Enter the French Institute Alliance Français (FIAF), a non-profit organization in New York City that promotes cross-cultural dialogue for children and adults alike. One of the largest and most respected centers of French-American activities in the U.S., FIAF offers art and education workshops for families.

Last Saturday, I tagged along to FIAF’s holiday bûche de Noël cooking class, where kiddos spoke elementary-level French to their moms and dads—c’est manifique!—while slathering layers of sponge cake with rich chocolate icing (and tons of red and green candies). Taught by Sylvie Berger, a chef raised in Paris, the class fully immersed children in the French language and was sprinkled with bits of English.

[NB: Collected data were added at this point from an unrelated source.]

impl RenderStream {
    fn state(&self) -> DeviceState {
        self.shared.notifier.state()
    }

    fn on_start(&mut self) -> Result<(), AudioError> {
        if self.state() != DeviceState::Starting {
            log::debug!("ignoring start in state {}", self.state());
            return Ok(());
        }
        // Pre-roll silence so the first period is not an underrun.
        self.service(true)?;
        self.client.start()?;
        self.shared.notifier.set_state(DeviceState::Playing, None, true)?;
        Ok(())
    }

    fn on_stop(&mut self) -> Result<(), AudioError> {
        if self.state() != DeviceState::Stopping {
            log::debug!("ignoring stop in state {}", self.state());
            return Ok(());
        }
        if let Err(e) = self.service(true) {
            log::debug!("silence flush before stop failed: {}", e);
        }
        self.client.stop()?;
        if !self.shared.loopback.load(Ordering::SeqCst) {
            if let Some(source) = self.shared.source.lock().as_mut() {
                source.flush();
            }
        }
        self.shared.notifier.set_state(DeviceState::Stopped, None, true)?;
        Ok(())
    }

    fn on_pause(&mut self) -> Result<(), AudioError> {
        if self.state() != DeviceState::Pausing {
            log::debug!("ignoring pause in state {}", self.state());
            return Ok(());
        }
        self.client.stop()?;
        self.shared.notifier.set_state(DeviceState::Paused, None, true)?;
        Ok(())
    }

    /// One render pass: fill whatever room the endpoint buffer has.
    fn service(&mut self, silence: bool) -> Result<(), AudioError> {
        let padding = self.client.current_padding()?;
        let available = self.info.buffer_frames.saturating_sub(padding);
        if available == 0 {
            return Ok(());
        }
        if silence {
            return self.write_silence(available);
        }
        if self.state() != DeviceState::Playing {
            return Ok(());
        }
        if self.shared.loopback.load(Ordering::SeqCst) {
            self.write_loopback(available)
        } else {
            self.write_source(available)
        }
    }

    fn write_silence(&mut self, frames: u32) -> Result<(), AudioError> {
        self.client.write_buffer(frames, None)?;
        self.shared.control.record(|d| d.frames += frames as u64);
        Ok(())
    }

    fn write_frames(&mut self, frames: usize) -> Result<(), AudioError> {
        let bytes = frames * self.info.format.frame_bytes();
        self.client.write_buffer(frames as u32, Some(&self.scratch[..bytes]))?;
        self.shared.control.record(|d| d.frames += frames as u64);
        Ok(())
    }

    fn write_loopback(&mut self, available: u32) -> Result<(), AudioError> {
        let buffer = self.shared.capture_buffer.lock().clone();
        let Some(buffer) = buffer else {
            return self.write_silence(available);
        };

        let frame_bytes = self.info.format.frame_bytes();
        let frames = (buffer.current_usage() / frame_bytes).min(available as usize);
        if frames == 0 {
            return self.write_silence(available);
        }
        self.scratch.resize(frames * frame_bytes, 0);
        if buffer.get_capture_buffer(&mut self.scratch[..frames * frame_bytes]) == 0 {
            return self.write_silence(available);
        }
        self.write_frames(frames)
    }

    fn write_source(&mut self, available: u32) -> Result<(), AudioError> {
        let frame_bytes = self.info.format.frame_bytes();
        let room = available as usize * frame_bytes;

        let pull = {
            let mut source = self.shared.source.lock();
            match source.as_mut() {
                None => SourcePull::Empty,
                Some(source) if source.is_eof() => SourcePull::Exhausted,
                Some(source) => {
                    // A chunk larger than the free space is played across passes.
                    let len = source.buffer_length().min(room);
                    self.scratch.resize(len, 0);
                    let filled = source.fill_sample_buffer(&mut self.scratch)?;
                    SourcePull::Ready(filled / frame_bytes)
                }
            }
        };

        match pull {
            SourcePull::Empty => self.write_silence(available),
            SourcePull::Exhausted => {
                self.write_silence(available)?;
                log::info!("playback source exhausted, stopping");
                if let Err(e) = self.shared.request_stop(&[DeviceState::Playing]) {
                    log::debug!("end-of-source stop not issued: {}", e);
                }
                Ok(())
            }
            SourcePull::Ready(0) => Ok(()),
            SourcePull::Ready(frames) => self.write_frames(frames),
        }
    }

    fn settle(&mut self, result: Result<(), AudioError>) -> ControlFlow<()> {
        let Err(error) = result else {
            return ControlFlow::Continue(());
        };
        match error.class() {
            ErrorClass::Soft => {
                log::debug!("render pass skipped: {}", error);
                ControlFlow::Continue(())
            }
            ErrorClass::Resettable => {
                log::warn!("render device invalidated, reinitializing");
                self.shared.control.detach();
                self.shared.notifier.reset(Some(error), true);
                if let Err(e) = self.shared.spawn_activation() {
                    self.shared.notifier.fail(e);
                }
                ControlFlow::Break(())
            }
            ErrorClass::Fatal => {
                let _ = self.client.stop();
                self.shared.control.detach();
                self.shared.notifier.fail(error);
                ControlFlow::Break(())
            }
        }
    }
}

impl StreamHandler for RenderStream {
    fn on_thread_start(&mut self) {
        self.shared.backend.promote_current_thread();
    }

    fn on_buffer_ready(&mut self) -> ControlFlow<()> {
        self.shared.control.record(|d| d.buffer_passes += 1);
        let result = self.service(false);
        self.settle(result)
    }

    fn on_command(&mut self, command: Command) -> ControlFlow<()> {
        let result = match command {
            Command::Start => self.on_start(),
            Command::Stop => self.on_stop(),
            Command::Pause => self.on_pause(),
        };
        self.settle(result)
    }

    fn on_timeout(&mut self) -> ControlFlow<()> {
        if self.state() != DeviceState::Playing {
            return ControlFlow::Continue(());
        }
        log::warn!("render event stalled, servicing anyway");
        self.shared.control.record(|d| d.stalls += 1);
        let result = self.service(false);
        self.settle(result)
    }

    fn on_close(&mut self) {
        if matches!(
            self.state(),
            DeviceState::Playing | DeviceState::Pausing | DeviceState::Stopping
        ) {
            if let Err(e) = self.client.stop() {
                log::debug!("render client stop on close failed: {}", e);
            }
        }
    }
}
use std::time::Duration;

use crate::models::error::AudioError;
use crate::models::format::WaveFormat;
use crate::session::event::AudioEvent;

/// Stream category requested from the audio engine.
#[derive(Debug, Clone, Copy, PartialEq, Eq, Default)]
pub enum StreamCategory {
    #[default]
    Other,
    ForegroundOnlyMedia,
    Communications,
    GameMedia,
}

/// Properties applied to a client before it is initialized.
#[derive(Debug, Clone, Copy, PartialEq, Eq, Default)]
pub struct ClientProperties {
    pub offload: bool,
    pub category: StreamCategory,
    /// Ask the engine for raw (unprocessed) capture.
    pub raw: bool,
}

/// Flags reported with a captured packet.
#[derive(Debug, Clone, Copy, PartialEq, Eq, Default)]
pub struct PacketFlags {
    /// The packet contents should be treated as silence.
    pub silent: bool,
    /// The device dropped data before this packet.
    pub discontinuity: bool,
}

/// Shared-mode, event-driven audio stream on one endpoint.
///
/// Implemented by:
/// - `WasapiClient` (Windows)
/// - `SimulatedClient` (software clock, tests)
///
/// Methods are called from a single thread at a time: activation happens
/// on the activating thread, then ownership moves to the stream worker.
pub trait AudioClient: Send {
    fn set_client_properties(&mut self, properties: &ClientProperties) -> Result<(), AudioError>;

    /// The engine's shared-mode mix format.
    fn mix_format(&self) -> Result<WaveFormat, AudioError>;

    /// Initialize in shared, event-callback mode.
    fn initialize(&mut self, format: &WaveFormat, buffer_duration: Duration) -> Result<(), AudioError>;

    /// Endpoint buffer size in frames.
    fn buffer_size(&self) -> Result<u32, AudioError>;

    /// Default device period.
    fn device_period(&self) -> Result<Duration, AudioError>;

    /// Register the event signalled each time a buffer is ready.
    fn set_event_handle(&mut self, event: AudioEvent) -> Result<(), AudioError>;

    fn start(&mut self) -> Result<(), AudioError>;

    fn stop(&mut self) -> Result<(), AudioError>;
}

/// Render side of an [`AudioClient`].
pub trait RenderClient: AudioClient {
    /// Frames queued in the endpoint buffer and not yet played.
    fn current_padding(&self) -> Result<u32, AudioError>;

    /// Hand `frames` frames to the device; `None` marks them silent.
    ///
    /// When given, `data` holds exactly `frames * block_align` bytes.
    fn write_buffer(&mut self, frames: u32, data: Option<&[u8]>) -> Result<(), AudioError>;
}

/// Capture side of an [`AudioClient`].
pub trait CaptureClient: AudioClient {
    /// Pass the next captured packet to `sink` and release it.
    ///
    /// Returns the number of frames in the packet, 0 when none is pending.
    fn read_packet(&mut self, sink: &mut dyn FnMut(&[u8], PacketFlags)) -> Result<u32, AudioError>;
}
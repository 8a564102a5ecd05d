use crate::models::audio_models::AudioEndpoint;
use crate::models::error::AudioError;

use super::audio_client::{CaptureClient, RenderClient};

/// Entry point to a platform audio API.
///
/// Implemented by:
/// - `WasapiBackend` (Windows)
/// - `SimulatedBackend` (portable, tests)
pub trait AudioBackend: Send + Sync {
    /// Capture endpoints in enumeration order; indices are stable until the next call.
    fn capture_endpoints(&self) -> Result<Vec<AudioEndpoint>, AudioError>;

    /// Activate a client on the default render endpoint.
    fn activate_render(&self) -> Result<Box<dyn RenderClient>, AudioError>;

    /// Activate a client on the capture endpoint at `index`.
    fn activate_capture(&self, index: usize) -> Result<Box<dyn CaptureClient>, AudioError>;

    /// Raise the calling worker thread to the platform's real-time audio class.
    fn promote_current_thread(&self) {}
}
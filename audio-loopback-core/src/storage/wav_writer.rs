use std::fs::{self, File};
use std::io::{Seek, SeekFrom, Write};
use std::path::{Path, PathBuf};

use sha2::{Digest, Sha256};

use crate::models::error::AudioError;
use crate::models::format::WaveFormat;

use super::wav_header;

/// Streaming WAV file writer.
///
/// The header is written on open with zero sizes, samples are appended
/// as they arrive and [`commit`](Self::commit) rewrites the header in
/// place so the file is valid at any point.
///
/// ## File Format
/// ```text
/// [RIFF/WAVE header, fmt chunk sized for the format]
/// [raw interleaved samples...]
/// ```
pub struct WaveFileWriter {
    file_path: PathBuf,
    file: Option<File>,
    format: WaveFormat,
    data_bytes: u64,
}

impl WaveFileWriter {
    /// Create (or truncate) `path` and write the initial header.
    pub fn open(path: &Path, format: &WaveFormat) -> Result<Self, AudioError> {
        if let Some(parent) = path.parent().filter(|p| !p.as_os_str().is_empty()) {
            fs::create_dir_all(parent).map_err(|e| AudioError::storage("failed to create directory", e))?;
        }
        let file = File::create(path).map_err(|e| AudioError::storage("failed to create file", e))?;

        let mut writer = Self {
            file_path: path.to_path_buf(),
            file: Some(file),
            format: *format,
            data_bytes: 0,
        };
        writer.commit()?;
        log::debug!("opened recording {}", path.display());
        Ok(writer)
    }

    /// Append raw sample bytes. Returns the number of bytes written.
    pub fn write_sample(&mut self, data: &[u8]) -> Result<usize, AudioError> {
        let limit = u32::MAX as u64 - wav_header::header_size(&self.format) as u64;
        if self.data_bytes + data.len() as u64 > limit {
            return Err(AudioError::StorageError("recording exceeds the 4 GiB RIFF limit".into()));
        }
        let file = self
            .file
            .as_mut()
            .ok_or_else(|| AudioError::StorageError("file is not open".into()))?;
        file.write_all(data).map_err(|e| AudioError::storage("write failed", e))?;
        self.data_bytes += data.len() as u64;
        Ok(data.len())
    }

    /// Rewrite the header with the current sizes and return to the end of the file.
    pub fn commit(&mut self) -> Result<(), AudioError> {
        let header = wav_header::generate_wav_header(&self.format, self.data_bytes as u32);
        let file = self
            .file
            .as_mut()
            .ok_or_else(|| AudioError::StorageError("file is not open".into()))?;

        file.seek(SeekFrom::Start(0))
            .map_err(|e| AudioError::storage("seek failed", e))?;
        file.write_all(&header)
            .map_err(|e| AudioError::storage("header write failed", e))?;
        file.seek(SeekFrom::End(0))
            .map_err(|e| AudioError::storage("seek failed", e))?;
        file.flush().map_err(|e| AudioError::storage("flush failed", e))?;
        Ok(())
    }

    /// Commit, close the file and return its SHA-256 hex digest.
    pub fn close(&mut self) -> Result<String, AudioError> {
        if self.file.is_none() {
            return Err(AudioError::StorageError("file is not open".into()));
        }
        self.commit()?;
        if let Some(file) = self.file.take() {
            file.sync_all().map_err(|e| AudioError::storage("sync failed", e))?;
        }
        log::debug!("closed recording {} ({} data bytes)", self.file_path.display(), self.data_bytes);
        sha256_file(&self.file_path)
    }

    /// Sample bytes written so far (header excluded).
    pub fn data_bytes(&self) -> u64 {
        self.data_bytes
    }

    pub fn format(&self) -> &WaveFormat {
        &self.format
    }

    pub fn file_path(&self) -> &Path {
        &self.file_path
    }

    pub fn is_open(&self) -> bool {
        self.file.is_some()
    }
}

impl Drop for WaveFileWriter {
    fn drop(&mut self) {
        if self.file.is_some() {
            if let Err(e) = self.commit() {
                log::error!("failed to finalize {}: {}", self.file_path.display(), e);
            }
        }
    }
}

/// Compute SHA-256 hex digest of a file.
fn sha256_file(path: &Path) -> Result<String, AudioError> {
    let data = fs::read(path).map_err(|e| AudioError::storage("failed to read file for checksum", e))?;
    let digest = Sha256::digest(&data);
    Ok(hex_encode(&digest))
}

fn hex_encode(bytes: &[u8]) -> String {
    bytes.iter().map(|b| format!("{:02x}", b)).collect()
}

#[cfg(test)]
mod tests {
    use super::*;
    use crate::storage::wav_reader::WavData;

    fn temp_path(name: &str) -> PathBuf {
        std::env::temp_dir().join(format!("wav_writer_test_{}_{}.wav", std::process::id(), name))
    }

    #[test]
    fn written_file_reads_back() {
        let path = temp_path("round_trip");
        let format = WaveFormat::ieee_float(48000, 2);
        let samples: Vec<u8> = [0.1f32, -0.1, 0.2, -0.2].iter().flat_map(|s| s.to_le_bytes()).collect();

        let mut writer = WaveFileWriter::open(&path, &format).unwrap();
        assert_eq!(writer.write_sample(&samples).unwrap(), 16);
        writer.close().unwrap();

        let wav = WavData::from_file(&path).unwrap();
        assert_eq!(wav.format, format);
        assert_eq!(wav.audio(), samples.as_slice());
        assert_eq!(wav.sample_duration(), 2);

        let _ = fs::remove_file(&path);
    }

    #[test]
    fn commit_makes_sizes_visible_mid_stream() {
        let path = temp_path("commit");
        let format = WaveFormat::pcm(8000, 1, 16);

        let mut writer = WaveFileWriter::open(&path, &format).unwrap();
        writer.write_sample(&[0u8; 100]).unwrap();
        writer.commit().unwrap();

        let bytes = fs::read(&path).unwrap();
        assert_eq!(bytes.len(), 144);
        assert_eq!(wav_header::read_u32(&bytes, 40), 100);
        assert_eq!(wav_header::read_u32(&bytes, 4), 136);

        // appending after a commit continues at the end
        writer.write_sample(&[1u8; 10]).unwrap();
        writer.close().unwrap();
        let wav = WavData::from_file(&path).unwrap();
        assert_eq!(wav.audio_bytes(), 110);
        assert_eq!(&wav.audio()[100..], &[1u8; 10]);

        let _ = fs::remove_file(&path);
    }

    #[test]
    fn checksum_matches_file_contents() {
        let path = temp_path("checksum");
        let mut writer = WaveFileWriter::open(&path, &WaveFormat::pcm(8000, 1, 16)).unwrap();
        writer.write_sample(&[5u8; 64]).unwrap();
        let checksum = writer.close().unwrap();

        let expected = hex_encode(&Sha256::digest(fs::read(&path).unwrap()));
        assert_eq!(checksum, expected);
        assert_eq!(checksum.len(), 64);

        let _ = fs::remove_file(&path);
    }

    #[test]
    fn write_after_close_fails() {
        let path = temp_path("closed");
        let mut writer = WaveFileWriter::open(&path, &WaveFormat::pcm(8000, 1, 16)).unwrap();
        writer.close().unwrap();

        assert!(!writer.is_open());
        assert!(matches!(writer.write_sample(&[0u8; 2]), Err(AudioError::StorageError(_))));
        assert!(writer.close().is_err());

        let _ = fs::remove_file(&path);
    }

    #[test]
    fn drop_finalizes_header() {
        let path = temp_path("drop");
        {
            let mut writer = WaveFileWriter::open(&path, &WaveFormat::pcm(8000, 2, 16)).unwrap();
            writer.write_sample(&[0u8; 40]).unwrap();
        }
        let wav = WavData::from_file(&path).unwrap();
        assert_eq!(wav.audio_bytes(), 40);

        let _ = fs::remove_file(&path);
    }
}
struct ManagerInner {
    config: PipelineConfiguration,
    backend: Arc<dyn AudioBackend>,
    renderer: Mutex<Option<Arc<AudioRenderer>>>,
    capture: Mutex<Option<Arc<AudioCapture>>>,
    buffer: Arc<CircularAudioBuffer>,
    devices: CaptureDeviceList,
    loopback: AtomicBool,
}

impl LoopbackManager {
    pub fn new(backend: Arc<dyn AudioBackend>, config: PipelineConfiguration) -> Result<Self, AudioError> {
        config.validate().map_err(AudioError::ConfigurationFailed)?;
        let buffer = Arc::new(CircularAudioBuffer::new(config.loopback_buffer_bytes));
        let loopback = config.loopback;
        Ok(Self {
            inner: Arc::new(ManagerInner {
                config,
                backend,
                renderer: Mutex::new(None),
                capture: Mutex::new(None),
                buffer,
                devices: CaptureDeviceList::new(),
                loopback: AtomicBool::new(loopback),
            }),
        })
    }

    /// Create the renderer and start its asynchronous activation.
    ///
    /// The capture side is brought up from the renderer's `Initialized`
    /// notification.
    pub fn start_device(&self) -> Result<ActivationHandle, AudioError> {
        if self.inner.renderer().is_some() {
            return Err(AudioError::ConfigurationFailed("device already started".into()));
        }

        let renderer = Arc::new(AudioRenderer::new(Arc::clone(&self.inner.backend), self.inner.config.clone()));
        let weak: Weak<ManagerInner> = Arc::downgrade(&self.inner);
        renderer.subscribe(Arc::new(move |change: &DeviceStateChange| {
            if change.state != DeviceState::Initialized {
                return;
            }
            if let Some(inner) = weak.upgrade() {
                if let Err(e) = inner.initialize_capture_device() {
                    log::error!("capture device setup failed: {}", e);
                }
            }
        }));

        *self.inner.renderer.lock() = Some(Arc::clone(&renderer));
        log::info!("starting loopback pipeline");
        renderer.initialize_async()
    }

    /// Tear both devices down and start again.
    pub fn restart_device(&self) -> Result<ActivationHandle, AudioError> {
        self.inner.shutdown();
        self.start_device()
    }

    /// Start or stop capturing (and recording).
    pub fn record_toggle(&self) -> Result<(), AudioError> {
        let capture = self.inner.require_capture()?;
        match capture.state() {
            DeviceState::Capturing | DeviceState::Discontinuity => capture.stop_capture(),
            _ => capture.start_capture(),
        }
    }

    /// Play the last recording, or pause/resume whatever is playing.
    pub fn play_pause_toggle(&self) -> Result<(), AudioError> {
        let renderer = self.inner.require_renderer()?;
        let loopback = self.inner.loopback.load(Ordering::SeqCst);
        match renderer.state() {
            DeviceState::Playing => renderer.pause_playback(),
            DeviceState::Paused => renderer.start_playback(loopback),
            _ if loopback => renderer.start_playback(true),
            _ => {
                let path = self.playback_path()?;
                log::info!("playing {}", path.display());
                let wav = WavData::from_file(&path)?;
                renderer.configure_wave(&wav)?;
                renderer.start_playback(false)
            }
        }
    }

    /// Route captured audio straight to the renderer, or stop doing so.
    pub fn loopback_toggle(&self) -> Result<bool, AudioError> {
        let enabled = !self.inner.loopback.load(Ordering::SeqCst);
        self.inner.loopback.store(enabled, Ordering::SeqCst);

        let renderer = self.inner.renderer();
        let capture = self.inner.capture();
        if let Some(capture) = &capture {
            capture.set_loopback(enabled);
        }
        if let Some(renderer) = &renderer {
            renderer.set_loopback(enabled);
        }
        log::info!("loopback {}", if enabled { "enabled" } else { "disabled" });

        if enabled {
            self.inner.buffer.reset();
            if let Some(capture) = &capture {
                if matches!(capture.state(), DeviceState::Initialized | DeviceState::Stopped) {
                    capture.start_capture()?;
                }
            }
            if let Some(renderer) = &renderer {
                if matches!(
                    renderer.state(),
                    DeviceState::Initialized | DeviceState::Stopped | DeviceState::Paused
                ) {
                    renderer.start_playback(true)?;
                }
            }
        } else if let Some(renderer) = &renderer {
            if matches!(renderer.state(), DeviceState::Playing | DeviceState::Paused) {
                renderer.stop_playback()?;
            }
        }
        Ok(enabled)
    }

    /// Move capture to the endpoint at `index` in [`devices`](Self::devices).
    ///
    /// A running capture is stopped (its recording is closed) and playback
    /// stops with it.
    pub fn set_capture_device(&self, index: usize) -> Result<(), AudioError> {
        let capture = self.inner.require_capture()?;
        if matches!(capture.state(), DeviceState::Capturing | DeviceState::Discontinuity) {
            if let Some(renderer) = self.inner.renderer() {
                if renderer.state() == DeviceState::Playing {
                    renderer.stop_playback()?;
                }
            }
        }
        let info = capture.set_capture_device(index)?;
        self.inner.buffer.set_source_format(info.format);
        capture.set_loopback(self.inner.loopback.load(Ordering::SeqCst));
        self.inner.devices.select(index)?;
        Ok(())
    }

    /// Re-enumerate capture endpoints, notifying device-list subscribers on change.
    pub fn refresh_devices(&self) -> Result<bool, AudioError> {
        self.inner.refresh_devices()
    }

    pub fn devices(&self) -> &CaptureDeviceList {
        &self.inner.devices
    }

    pub fn renderer(&self) -> Option<Arc<AudioRenderer>> {
        self.inner.renderer()
    }

    pub fn capture(&self) -> Option<Arc<AudioCapture>> {
        self.inner.capture()
    }

    pub fn capture_buffer(&self) -> Arc<CircularAudioBuffer> {
        Arc::clone(&self.inner.buffer)
    }

    pub fn status(&self) -> ManagerStatus {
        ManagerStatus {
            capturing: self
                .inner
                .capture()
                .is_some_and(|c| matches!(c.state(), DeviceState::Capturing | DeviceState::Discontinuity)),
            playing: self
                .inner
                .renderer()
                .is_some_and(|r| r.state() == DeviceState::Playing),
            loopback: self.inner.loopback.load(Ordering::SeqCst),
        }
    }

    /// Human-readable status, one line per component.
    pub fn status_lines(&self) -> Vec<String> {
        let capture = match self.inner.capture().map(|c| c.state()) {
            Some(DeviceState::Capturing | DeviceState::Discontinuity) => "Running",
            Some(DeviceState::InError) => "Error",
            None => "Not Available",
            Some(_) => "Stopped",
        };
        let playback = match self.inner.renderer().map(|r| r.state()) {
            Some(DeviceState::Playing) => "Playing",
            Some(DeviceState::Paused) => "Paused",
            Some(DeviceState::InError) => "Error",
            None => "Not Available",
            Some(_) => "Stopped",
        };
        let loopback = if self.inner.loopback.load(Ordering::SeqCst) {
            "Enabled"
        } else {
            "Disabled"
        };
        vec![
            format!("Capture: {}", capture),
            format!("Playback: {}", playback),
            format!("Loopback: {}", loopback),
        ]
    }

    fn playback_path(&self) -> Result<PathBuf, AudioError> {
        let capture = self.inner.capture();
        capture
            .as_ref()
            .and_then(|c| c.last_recording().map(|r| r.file_path))
            .or_else(|| capture.as_ref().and_then(|c| c.recording_path()))
            .or_else(|| self.inner.config.recording_path.clone())
            .ok_or_else(|| AudioError::ConfigurationFailed("no recording to play".into()))
    }
}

The bûche de Noël (“Christmas log,” or “Yule Log”) is a rolled sponge cake filled with buttercream and traditionally decorated with meringue mushrooms, marzipan holly, and wood-grain scored frosting. Its origins can be traced back to ancient Celtic celebrations of the winter solstice, but French pastry chefs popularized the confection in the 19th century and each bakery became known for its unique and elaborate embellishments. Today, few French people celebrate Christmas without one of these cakes.

Though messy, making the baby bûche was a blast! Take a look at my mini how-to video (click the play button), then make your own Christmas cake using one of the recipes below.

 

BAKE A BÛCHE!

 

Want more? Check out these recipes for easy holiday treats!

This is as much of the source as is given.